### Source records

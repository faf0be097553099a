//! Reading the project version from its manifest.
//!
//! `package.json` style manifests carry a top-level `"version"`, Cargo-style
//! TOML manifests carry `package.version`. The extension picks the format.

use serde::Deserialize;
use std::fs;
use std::path::Path;

use crate::error::{ReleaseError, Result};

#[derive(Debug, Deserialize)]
struct JsonManifest {
    version: Option<String>,
}

#[derive(Debug, Deserialize)]
struct TomlManifest {
    package: Option<TomlPackage>,
}

#[derive(Debug, Deserialize)]
struct TomlPackage {
    version: Option<String>,
}

/// Reads and validates the version string declared in the manifest at `path`.
///
/// # Returns
/// * `Ok(String)` - The version, exactly as written in the manifest
/// * `Err` - If the file is unreadable, malformed, has no version, or the
///   version is not a semantic version
pub fn read_version(path: &Path) -> Result<String> {
    let content = fs::read_to_string(path)?;
    let is_toml = path
        .extension()
        .and_then(|ext| ext.to_str())
        .is_some_and(|ext| ext.eq_ignore_ascii_case("toml"));

    let version = if is_toml {
        parse_toml_version(&content)?
    } else {
        parse_json_version(&content)?
    };

    let version = version.ok_or_else(|| {
        ReleaseError::manifest(format!("{} does not declare a version", path.display()))
    })?;

    semver::Version::parse(&version).map_err(|e| {
        ReleaseError::manifest(format!(
            "Invalid version '{}' in {}: {}",
            version,
            path.display(),
            e
        ))
    })?;

    Ok(version)
}

fn parse_json_version(content: &str) -> Result<Option<String>> {
    let manifest: JsonManifest =
        serde_json::from_str(content).map_err(|e| ReleaseError::manifest(e.to_string()))?;
    Ok(manifest.version)
}

fn parse_toml_version(content: &str) -> Result<Option<String>> {
    let manifest: TomlManifest =
        toml::from_str(content).map_err(|e| ReleaseError::manifest(e.to_string()))?;
    Ok(manifest.package.and_then(|p| p.version))
}
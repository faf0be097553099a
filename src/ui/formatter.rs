//! Pure formatting functions for UI output.
//!
//! Every release step announces itself with one status line before it runs,
//! so when something fails the last line on screen names the step.

use console::style;

use crate::release::ReleaseReport;

/// Format and print an error message in red.
pub fn display_error(message: &str) {
    eprintln!("{} {}", style("ERROR:").red().bold(), message);
}

/// Format and print a success message with green checkmark.
pub fn display_success(message: &str) {
    println!("{} {}", style("✓").green(), message);
}

/// Format and print a status message with yellow arrow.
pub fn display_status(message: &str) {
    println!("{} {}", style("→").yellow(), message);
}

/// Format and print a skipped step, dimmed.
pub fn display_skip(message: &str) {
    println!("{} {}", style("↷").cyan(), style(message).dim());
}

/// Summarise a finished release.
pub fn display_report(report: &ReleaseReport) {
    println!(
        "\n{} {} from '{}' onto '{}'",
        style("Released").bold(),
        style(&report.tag).green(),
        report.release_branch,
        report.dist_branch
    );
    if !report.published {
        println!("  {}", style("package was not published (dry run)").dim());
    }
    if !report.pushed {
        println!("  {}", style("nothing was pushed (dry run)").dim());
    }
}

### To do
In the data above, which lines have "extension"? Report each of them.

### Completed task
//! TOML manifests carry `package.version`. The extension picks the format.
        .extension()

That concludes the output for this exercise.